LVMH’s head of sustainability Helene Valade said this week that the French luxury group obtains fur from Finland. The owner of Louis Vuitton, Dior and Fendi, which relies on brokers to bid, says it is using only 100% certified mink, fox and finnraccoon.

Fur demand has been falling since the 1950s, except for a rise between 2000 and 2013 when it was popular on fashion runways and Chinese appetite for luxury pelts boomed, Lise Skov, an academic who researched the Danish fur industry, said.

A typical mink pelt sold for more than $90 at auction in 2013, while last year skins fetched around $30. This was despite a fall in global production to just under 60 million pelts last year, from more than 80 million in 2014.Slideshow ( 5 images )

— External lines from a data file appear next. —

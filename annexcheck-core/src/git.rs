//! On-disk repository access backed by libgit2
//!
//! Works for both bare repositories and repositories with a working tree.
//! Only reads are performed; nothing here modifies a repository.

use std::io::{self, Read};
use std::path::{Path, PathBuf};

use git2::{BranchType, ObjectType, Oid, RepositoryOpenFlags};

use crate::access::{EntryMode, ObjectId, RepoAccess, TreeEntry};
use crate::error::{Error, Result};

/// Implementation of [`RepoAccess`] for a repository on the local file system.
pub struct GitRepo {
    inner: git2::Repository,
    path: PathBuf,
}

impl GitRepo {
    /// Open the repository rooted exactly at `path`.
    ///
    /// Unlike `git` itself this does not search parent directories, so a
    /// plain subdirectory of a working tree fails to open.
    pub fn open(path: &Path) -> Result<Self> {
        let inner = git2::Repository::open_ext(
            path,
            RepositoryOpenFlags::NO_SEARCH,
            std::iter::empty::<&std::ffi::OsStr>(),
        )?;
        Ok(Self {
            inner,
            path: path.to_path_buf(),
        })
    }
}

impl std::fmt::Debug for GitRepo {
    fn fmt(&self, f: &mut std::fmt::Formatter<'_>) -> std::fmt::Result {
        f.debug_struct("GitRepo").field("path", &self.path).finish()
    }
}

fn to_oid(id: &ObjectId) -> Result<Oid> {
    Ok(Oid::from_bytes(id.as_bytes())?)
}

fn from_oid(oid: Oid) -> ObjectId {
    ObjectId::from_bytes(oid.as_bytes())
}

impl RepoAccess for GitRepo {
    fn is_bare(&self) -> bool {
        self.inner.is_bare()
    }

    fn branches(&self) -> Result<Vec<String>> {
        let mut names = Vec::new();
        for branch in self.inner.branches(Some(BranchType::Local))? {
            let (branch, _) = branch?;
            if let Some(name) = branch.get().name() {
                names.push(name.to_string());
            }
        }
        Ok(names)
    }

    fn head(&self) -> Result<ObjectId> {
        let head = self.inner.head()?;
        let oid = head
            .resolve()?
            .target()
            .ok_or_else(|| git2::Error::from_str("HEAD does not point at an object"))?;
        Ok(from_oid(oid))
    }

    fn commit_tree(&self, commit: &ObjectId) -> Result<ObjectId> {
        let commit = self.inner.find_commit(to_oid(commit)?)?;
        Ok(from_oid(commit.tree_id()))
    }

    fn tree_entries(&self, tree: &ObjectId) -> Result<Vec<TreeEntry>> {
        let tree = self.inner.find_tree(to_oid(tree)?)?;
        let entries = tree
            .iter()
            .map(|entry| {
                TreeEntry::new(
                    String::from_utf8_lossy(entry.name_bytes()),
                    EntryMode::from_raw(entry.filemode_raw() as u32),
                    from_oid(entry.id()),
                )
            })
            .collect();
        Ok(entries)
    }

    fn blob_size(&self, blob: &ObjectId) -> Result<u64> {
        let odb = self.inner.odb()?;
        let (size, kind) = odb.read_header(to_oid(blob)?).map_err(|e| {
            if e.code() == git2::ErrorCode::NotFound {
                Error::NotFound(blob.clone())
            } else {
                Error::Git(e)
            }
        })?;
        if kind != ObjectType::Blob {
            return Err(Error::WrongKind {
                id: blob.clone(),
                expected: "blob",
            });
        }
        Ok(size as u64)
    }

    fn open_blob(&self, blob: &ObjectId) -> Result<Box<dyn Read + '_>> {
        let blob = self.inner.find_blob(to_oid(blob)?)?;
        Ok(Box::new(BlobReader { blob, pos: 0 }))
    }
}

/// Reads the content of a blob held by libgit2 without copying it.
struct BlobReader<'repo> {
    blob: git2::Blob<'repo>,
    pos: usize,
}

impl Read for BlobReader<'_> {
    fn read(&mut self, buf: &mut [u8]) -> io::Result<usize> {
        let remaining = &self.blob.content()[self.pos..];
        let n = remaining.len().min(buf.len());
        buf[..n].copy_from_slice(&remaining[..n]);
        self.pos += n;
        Ok(n)
    }
}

Euromonitor predicts the value of fur and fur products, both real and faux, will fall by 2.6% this year.

IS FUR FINISHED?

A Danish breeder-owned cooperative that sold 25 million mink hides last year, or 40% of the global total, is considering selling its brand and other assets after announcing that it would gradually shut down operations over the next 2-3 years.

Kopenhagen Fur CEO Jesper Lauge Christensen told Reuters he had received expressions of interest from Chinese customers to take over the auction house’s brand, which he said could be valued at up to 1 billion Danish crowns ($163 million).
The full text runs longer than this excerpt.